Wednesday, May 4, 2011

An Inconvenient Life

Last night, the sound of a crying baby was seeping into my dreams, until I woke up and realized that it was a real baby - my crying, teething baby.  I spent the weekend away from home, getting precious little sleep (and making up for it with fun and festivities that ensued well into the night) so I had hoped to get some decent rest once I was back in my comfy bed.  Yet that was not to be, and I've been woken up numerous times, both nights since I've returned.

Is is just me, or is life ridiculously inconvenient?  I am constantly bombarded by situations which I did not sign up for, attitudes from people (mostly my children) which are not called for, and a vast array of circumstances that challenge my sense of calm and sanity.

Whenever you mop the floor, there's often a child nearby with muddy boots, ready to trample through the house.

When you neatly fold a pile of laundry, a baby crawls along and takes pleasure in decimating the pile, tossing clothes all over the room.

When there are no socks in your drawer, you can never find two matching ones in the clean laundry basket.

When you want to be left alone in peace and quiet, there's often someone needing your attention and time.

Much of our lives warrant a public outcry of "It's not fair!" and I'm not just talking about the trivial - laundry and mud, snowy days in spring and running out of milk when you wanted to make a latte.  I don't like when I see my friends suffer, and go through hardship and I prefer not to have to deal with sucky-ness myself.

So after a negative rant such as this, I know I must turn my thoughts heavenward.  For a long time, it never occurred to me that Jesus understood the nastiness of our annoying, and frustrating world.  I figured that since he was God on earth, He must have some magical happy attitude that enabled Him to respond perfectly in every situation without any difficulty.  While I believe that He did respond perfectly, He still had to wrestle the emotions and frustrations that come from being human.  We always picture Jesus as being stoic and exuberantly gracious and calm, yet scripture seems to indicate that He went through some measure of highs and lows, and he routinely had to get out of the limelight and have some "me" time.  Yet, I can interpret his "me" time to be a lot more about communion and fellowship with the Father (as seen in scripture that He often went off to pray by himself) than it was about lamenting and agonizing over what is not "fair".
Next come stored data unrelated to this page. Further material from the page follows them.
//! Token Ledger
//!
//! Capped, owner-minted fungible token with invariant-checked transfers,
//! mints and burns.
//!
//! # Architecture
//!
//! - **Owned aggregate**: `TokenLedger` is a plain value mutated through `&mut`
//! - **Single Writer**: the submission actor owns the ledger, so calls never interleave
//! - **Signed calls**: the caller identity comes from a `Signer`, never from key material
//! - **Events as output**: every mutation returns the events it emitted
//!
//! # Invariants
//!
//! - Supply conservation: total_supply == Σ(balances) for all time
//! - Cap: total_supply <= max_supply
//! - Owner is never the zero address
//! - All-or-nothing: a rejected call leaves no trace

#![forbid(unsafe_code)]
#![warn(
    missing_docs,
    rust_2018_idioms,
    missing_debug_implementations,
    clippy::all
)]

pub mod types;
pub mod ledger;
pub mod shared;
pub mod signer;
pub mod units;
pub mod error;
pub mod actor;
pub mod config;
pub mod metrics;

// Re-exports
pub use error::{Error, Result};
pub use types::{
    parse_address, Address, Amount, DeployParams, Receipt, Signature, TokenCall, TokenEvent,
    TokenInfo,
};
pub use ledger::TokenLedger;
pub use shared::SharedLedger;
pub use signer::{KeyPair, SignedCall, Signer};
pub use actor::{spawn_ledger_actor, LedgerHandle, PendingSubmission};
pub use config::Config;
//! Core types for the token ledger
//!
//! All types are designed for:
//! - Deterministic serialization (bincode) of anything that gets signed
//! - Byte-exact account identity (20-byte addresses)
//! - Exact arithmetic (256-bit unsigned amounts, checked everywhere)

use chrono::{DateTime, Utc};
use serde::{Deserialize, Serialize};
use std::fmt;
use std::str::FromStr;
use uuid::Uuid;

pub use alloy_primitives::{Address, U256};

/// Token amount in base units (scaled by `decimals`)
pub type Amount = U256;

/// Parse an account address from user input
///
/// Accepts 40 hex digits with or without a `0x` prefix. Anything else is an
/// `InvalidArgument`.
pub fn parse_address(text: &str) -> crate::Result<Address> {
    let trimmed = text.trim();
    if trimmed.is_empty() {
        return Err(crate::Error::InvalidArgument("empty address".to_string()));
    }
    Address::from_str(trimmed)
        .map_err(|e| crate::Error::InvalidArgument(format!("invalid address '{}': {}", trimmed, e)))
}

/// Immutable parameters supplied when the ledger is created
///
/// Supplies are given in whole tokens and scaled by `10^decimals`.
#[derive(Debug, Clone, PartialEq, Eq, Serialize, Deserialize)]
pub struct DeployParams {
    /// Token name
    pub name: String,
    /// Token symbol
    pub symbol: String,
    /// Decimal places of the display unit
    pub decimals: u8,
    /// Whole tokens credited to the owner at creation
    pub initial_supply: Amount,
    /// Whole-token supply cap
    pub max_supply: Amount,
    /// Initial owner (minting authority)
    pub owner: Address,
}

/// Snapshot returned by `token_info`
#[derive(Debug, Clone, PartialEq, Eq, Serialize, Deserialize)]
pub struct TokenInfo {
    /// Token name
    pub name: String,
    /// Token symbol
    pub symbol: String,
    /// Decimal places
    pub decimals: u8,
    /// Current total supply (base units)
    pub total_supply: Amount,
    /// Supply cap (base units)
    pub max_supply: Amount,
}

/// A mutating call, as a signer submits it
///
/// The caller is not part of the call; it comes from whoever signs it.
#[derive(Debug, Clone, PartialEq, Eq, Serialize, Deserialize)]
pub enum TokenCall {
    /// Move tokens from the caller to `to`
    Transfer {
        /// Recipient
        to: Address,
        /// Base units
        amount: Amount,
    },
    /// Create tokens for `to` (owner only)
    Mint {
        /// Recipient
        to: Address,
        /// Base units
        amount: Amount,
    },
    /// Destroy tokens held by the caller
    Burn {
        /// Base units
        amount: Amount,
    },
    /// Hand the minting authority to another account (owner only)
    TransferOwnership {
        /// Next owner
        new_owner: Address,
    },
}

impl TokenCall {
    /// Short operation name for logs and metrics
    pub fn kind(&self) -> &'static str {
        match self {
            TokenCall::Transfer { .. } => "transfer",
            TokenCall::Mint { .. } => "mint",
            TokenCall::Burn { .. } => "burn",
            TokenCall::TransferOwnership { .. } => "transfer_ownership",
        }
    }
}

/// Event emitted by a successful mutation
#[derive(Debug, Clone, PartialEq, Eq, Serialize, Deserialize)]
pub enum TokenEvent {
    /// Balance moved; `from` is zero on mint, `to` is zero on burn
    Transfer {
        /// Debited account
        from: Address,
        /// Credited account
        to: Address,
        /// Base units
        amount: Amount,
    },
    /// Owner minted new supply
    TokensMinted {
        /// Recipient
        to: Address,
        /// Base units
        amount: Amount,
    },
    /// Holder burned part of their balance
    TokensBurned {
        /// Burner
        from: Address,
        /// Base units
        amount: Amount,
    },
    /// Minting authority changed hands
    OwnershipTransferred {
        /// Previous owner (zero at creation)
        previous_owner: Address,
        /// New owner
        new_owner: Address,
    },
}

impl fmt::Display for TokenEvent {
    fn fmt(&self, f: &mut fmt::Formatter<'_>) -> fmt::Result {
        match self {
            TokenEvent::Transfer { from, to, amount } => {
                write!(f, "Transfer({}, {}, {})", from, to, amount)
            }
            TokenEvent::TokensMinted { to, amount } => write!(f, "TokensMinted({}, {})", to, amount),
            TokenEvent::TokensBurned { from, amount } => {
                write!(f, "TokensBurned({}, {})", from, amount)
            }
            TokenEvent::OwnershipTransferred {
                previous_owner,
                new_owner,
            } => write!(f, "OwnershipTransferred({}, {})", previous_owner, new_owner),
        }
    }
}

/// Outcome of a committed submission
#[derive(Debug, Clone, PartialEq, Eq, Serialize, Deserialize)]
pub struct Receipt {
    /// Submission this receipt answers
    pub submission_id: Uuid,
    /// Account that signed the call
    pub caller: Address,
    /// Events emitted, in order
    pub events: Vec<TokenEvent>,
    /// Commit time
    pub committed_at: DateTime<Utc>,
}

/// Digital signature (Ed25519)
#[derive(Debug, Clone, PartialEq, Eq, Serialize, Deserialize)]
pub struct Signature {
    /// Signature bytes (64 bytes)
    #[serde(with = "serde_bytes")]
    bytes: [u8; 64],
}

impl Signature {
    /// Create from bytes
    pub fn from_bytes(bytes: [u8; 64]) -> Self {
        Self { bytes }
    }

    /// Get bytes
    pub fn as_bytes(&self) -> &[u8; 64] {
        &self.bytes
    }
}
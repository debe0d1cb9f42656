//! Token client
//!
//! Validates user input, pre-checks balances and relays calls through the
//! submission channel. Authorization and supply rules stay with the ledger;
//! the client only rejects what it can see is hopeless before signing.

use crate::{Error, Result};
use serde::Serialize;
use token_ledger::{
    parse_address,
    units::{format_units, parse_units},
    Address, Amount, LedgerHandle, Receipt, Signer, TokenCall, TokenInfo,
};
use uuid::Uuid;

/// What the wallet view shows for the connected account
#[derive(Debug, Clone, PartialEq, Eq, Serialize)]
pub struct AccountView {
    /// Connected account
    pub account: Address,
    /// Token metadata and supply
    pub info: TokenInfo,
    /// Balance of the connected account
    pub balance: Amount,
    /// Current owner
    pub owner: Address,
    /// Whether minting should be offered
    pub is_owner: bool,
}

impl AccountView {
    /// Balance as `"<amount> <symbol>"`
    pub fn display_balance(&self) -> String {
        format!(
            "{} {}",
            format_units(self.balance, self.info.decimals),
            self.info.symbol
        )
    }

    /// Total supply as `"<amount> <symbol>"`
    pub fn display_total_supply(&self) -> String {
        format!(
            "{} {}",
            format_units(self.info.total_supply, self.info.decimals),
            self.info.symbol
        )
    }
}

/// Client bound to one signer and one ledger
#[derive(Debug)]
pub struct TokenClient<S> {
    signer: S,
    handle: LedgerHandle,
}

impl<S: Signer> TokenClient<S> {
    /// Connect `signer` to the ledger behind `handle`
    pub fn new(signer: S, handle: LedgerHandle) -> Self {
        tracing::info!(account = %signer.address(), "wallet connected");
        Self { signer, handle }
    }

    /// Connected account
    pub fn account(&self) -> Address {
        self.signer.address()
    }

    /// Load token info, balance and owner status for the connected account
    pub async fn load_info(&self) -> Result<AccountView> {
        let account = self.account();
        let info = self.handle.token_info().await?;
        let balance = self.handle.balance_of(account).await?;
        let owner = self.handle.owner().await?;

        Ok(AccountView {
            account,
            info,
            balance,
            owner,
            is_owner: owner == account,
        })
    }

    /// Transfer `amount` (display units) to `to`
    pub async fn transfer(&self, to: &str, amount: &str) -> Result<Receipt> {
        let to = required("recipient", to).and_then(|t| Ok(parse_address(t)?))?;
        let amount = self.parse_amount(amount).await?;
        self.ensure_balance(amount).await?;

        self.submit(TokenCall::Transfer { to, amount }).await
    }

    /// Mint `amount` (display units) to `to`
    ///
    /// Not gated on ownership here; a non-owner gets the ledger's
    /// `Unauthorized` back.
    pub async fn mint(&self, to: &str, amount: &str) -> Result<Receipt> {
        let to = required("recipient", to).and_then(|t| Ok(parse_address(t)?))?;
        let amount = self.parse_amount(amount).await?;

        self.submit(TokenCall::Mint { to, amount }).await
    }

    /// Burn `amount` (display units) of the connected account's tokens
    pub async fn burn(&self, amount: &str) -> Result<Receipt> {
        let amount = self.parse_amount(amount).await?;
        self.ensure_balance(amount).await?;

        self.submit(TokenCall::Burn { amount }).await
    }

    /// Hand ownership to `new_owner`
    pub async fn transfer_ownership(&self, new_owner: &str) -> Result<Receipt> {
        let new_owner = required("new owner", new_owner).and_then(|t| Ok(parse_address(t)?))?;
        self.submit(TokenCall::TransferOwnership { new_owner }).await
    }

    async fn parse_amount(&self, amount: &str) -> Result<Amount> {
        let amount = required("amount", amount)?;
        let decimals = self.handle.token_info().await?.decimals;
        Ok(parse_units(amount, decimals)?)
    }

    async fn ensure_balance(&self, amount: Amount) -> Result<()> {
        let account = self.account();
        let available = self.handle.balance_of(account).await?;
        if amount > available {
            tracing::debug!(%account, %available, requested = %amount, "insufficient balance, not submitting");
            return Err(token_ledger::Error::InsufficientBalance {
                account,
                available,
                requested: amount,
            }
            .into());
        }
        Ok(())
    }

    async fn submit(&self, call: TokenCall) -> Result<Receipt> {
        let op = call.kind();
        let signed = self.signer.sign_call(Uuid::now_v7(), call)?;
        let pending = self.handle.submit(signed).await?;
        tracing::info!(submission_id = %pending.submission_id(), op, "submission pending");

        let receipt = pending.wait().await?;
        tracing::info!(
            submission_id = %receipt.submission_id,
            op,
            events = receipt.events.len(),
            "submission committed"
        );
        Ok(receipt)
    }
}

fn required<'a>(field: &'static str, value: &'a str) -> Result<&'a str> {
    let trimmed = value.trim();
    if trimmed.is_empty() {
        return Err(Error::MissingInput(field));
    }
    Ok(trimmed)
}

#[cfg(test)]
mod tests {
    use super::*;
    use proptest::prelude::*;
    use token_ledger::{spawn_ledger_actor, DeployParams, KeyPair, TokenEvent, TokenLedger};

    const ALICE: &str = "0x5FbDB2315678afecb367f032d93F642f64180aa3";

    fn ether(n: u64) -> Amount {
        token_ledger::units::scale(Amount::from(n), 18).unwrap()
    }

    fn setup() -> (TokenClient<KeyPair>, TokenClient<KeyPair>, LedgerHandle) {
        let owner = KeyPair::from_seed(&[1u8; 32]);
        let other = KeyPair::from_seed(&[2u8; 32]);
        let ledger = TokenLedger::new(DeployParams {
            name: "My First Token".into(),
            symbol: "MFT".into(),
            decimals: 18,
            initial_supply: Amount::from(1000u64),
            max_supply: Amount::from(10000u64),
            owner: owner.address(),
        })
        .unwrap();
        let handle = spawn_ledger_actor(ledger, 64, 64).unwrap();
        (
            TokenClient::new(owner, handle.clone()),
            TokenClient::new(other, handle.clone()),
            handle,
        )
    }

    #[tokio::test]
    async fn test_load_info() {
        let (owner, other, handle) = setup();

        let view = owner.load_info().await.unwrap();
        assert!(view.is_owner);
        assert_eq!(view.balance, ether(1000));
        assert_eq!(view.display_balance(), "1000.0 MFT");
        assert_eq!(view.display_total_supply(), "1000.0 MFT");

        let view = other.load_info().await.unwrap();
        assert!(!view.is_owner);
        assert_eq!(view.display_balance(), "0.0 MFT");

        handle.shutdown().await.unwrap();
    }

    #[tokio::test]
    async fn test_transfer_with_display_amount() {
        let (owner, _, handle) = setup();
        let alice = parse_address(ALICE).unwrap();

        let receipt = owner.transfer(ALICE, "12.5").await.unwrap();
        let amount = parse_units("12.5", 18).unwrap();
        assert_eq!(
            receipt.events,
            vec![TokenEvent::Transfer {
                from: owner.account(),
                to: alice,
                amount,
            }]
        );
        assert_eq!(handle.balance_of(alice).await.unwrap(), amount);

        handle.shutdown().await.unwrap();
    }

    #[tokio::test]
    async fn test_invalid_inputs_never_reach_ledger() {
        let (owner, _, handle) = setup();

        assert!(matches!(
            owner.transfer("", "1").await,
            Err(Error::MissingInput("recipient"))
        ));
        assert!(matches!(
            owner.transfer(ALICE, " ").await,
            Err(Error::MissingInput("amount"))
        ));
        assert!(matches!(
            owner.transfer("0xnope", "1").await,
            Err(Error::Ledger(token_ledger::Error::InvalidArgument(_)))
        ));
        assert!(matches!(
            owner.mint(ALICE, "-3").await,
            Err(Error::Ledger(token_ledger::Error::InvalidArgument(_)))
        ));

        let committed = handle.metrics().committed.with_label_values(&["transfer"]).get();
        assert_eq!(committed, 0);

        handle.shutdown().await.unwrap();
    }

    #[tokio::test]
    async fn test_balance_precheck() {
        let (_, other, handle) = setup();

        let result = other.burn("1").await;
        assert!(matches!(
            result.as_ref().map_err(|e| e.ledger()),
            Err(Some(token_ledger::Error::InsufficientBalance { .. }))
        ));
        // Rejected before signing, so the actor never saw it.
        assert_eq!(handle.metrics().rejected.with_label_values(&["burn"]).get(), 0);

        handle.shutdown().await.unwrap();
    }

    #[tokio::test]
    async fn test_mint_by_non_owner_rejected_by_ledger() {
        let (_, other, handle) = setup();

        let result = other.mint(ALICE, "1").await;
        assert!(matches!(
            result,
            Err(Error::Ledger(token_ledger::Error::Unauthorized { .. }))
        ));
        assert_eq!(handle.metrics().rejected.with_label_values(&["mint"]).get(), 1);

        handle.shutdown().await.unwrap();
    }

    #[tokio::test]
    async fn test_mint_and_burn_roundtrip_supply() {
        let (owner, _, handle) = setup();

        owner.mint(&owner.account().to_string(), "9000").await.unwrap();
        assert_eq!(
            owner.load_info().await.unwrap().display_total_supply(),
            "10000.0 MFT"
        );

        owner.burn("0.5").await.unwrap();
        assert_eq!(
            owner.load_info().await.unwrap().display_total_supply(),
            "9999.5 MFT"
        );

        handle.shutdown().await.unwrap();
    }

    #[tokio::test]
    async fn test_transfer_ownership() {
        let (owner, other, handle) = setup();

        owner
            .transfer_ownership(&other.account().to_string())
            .await
            .unwrap();
        assert!(other.load_info().await.unwrap().is_owner);
        assert!(!owner.load_info().await.unwrap().is_owner);

        handle.shutdown().await.unwrap();
    }

    proptest! {
        #![proptest_config(ProptestConfig::with_cases(32))]

        /// Property: over-balance transfers are stopped client-side
        #[test]
        fn prop_overdraw_stopped_before_submit(excess in 1u64..1_000_000) {
            let rt = tokio::runtime::Runtime::new().unwrap();
            rt.block_on(async {
                let (owner, _, handle) = setup();
                let amount = format!("{}", 1000 + excess);

                let result = owner.transfer(ALICE, &amount).await;
                let stopped = matches!(
                    result,
                    Err(Error::Ledger(token_ledger::Error::InsufficientBalance { .. }))
                );
                prop_assert!(stopped);
                prop_assert_eq!(handle.metrics().rejected.with_label_values(&["transfer"]).get(), 0);

                handle.shutdown().await.unwrap();
                Ok(())
            })?;
        }
    }
}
In Matthew 5:1, Jesus sees the multitudes, goes up on a mountain and sits down and is surrounded by his disciples.  He speaks to the crowd, teaching them over the course of the next few chapters.  Then in Matthew 8:1,  He comes down from the mountain and the multitudes follow him and begin to make a plethora of requests.  After a whirlwind of activity that involved healing a leper, a paralytic, and Peter's feverish mother; along with casting out demons and healing many other sick people in the crowd, Jesus takes a look at the multitudes and realizes that it's time for a break! (Mt 8:18 "When Jesus saw that a curious crowd was growing by the minute, he told his disciples to get him out of there to the other side of the lake." The Message)  Immediately following this scripture is the story of Jesus napping in the boat, when a storm comes and freaks out his disciples and He has another "issue" to take care of.  Once again He is shown to be putting other people's needs above His own desire for solitude and rest!  And I thought I had troubles!

When I spent some time digging into scripture, I realized that Jesus well understood the plight of the weary, overworked, over-extended individual.  That spoke specifically to me about His ability to empathize and understand the life of a busy, young mother.  While He didn't have crying babies and sticky hands pulling on His jeans, asking to be "up", He did have crying, desperate people needing healing and deliverance, along with various people (including those considered "outcasts" and unclean) reaching out to touch the hem of His garment.  Everyone wanted His attention, He could rarely get away - and I know He understands my life.

I know what I must do.  I know that there are going to be times where I have to keep going, and keep plugging away despite the weariness and frustration.  I even know that I should be seeking God for an infilling of His peace and contentment and strength.  This is all fine and dandy (I'm not trying to be sarcastic... but it does get frazzling once in a while).   However, there is the knowing of what I must do and then there is the accepting and acting on it.  Ultimately, what enables me to accept God's grace in every situation is knowing that He sympathizes with my life.  He gets it.  He lived it and walked it, and even though the specific details were different from my own, He experienced similar emotions to what I continually face.

I might not get very many opportunities to wander off into the wilderness and pray like Jesus did when He needed a break, but at least I have a lock on my bedroom door.   Once inside, I can attempt to ignore the little fists hammering incessantly, and the continual high-pitched exclamations of: "Mommy, Mommy, Mommmeeeeee!!!!"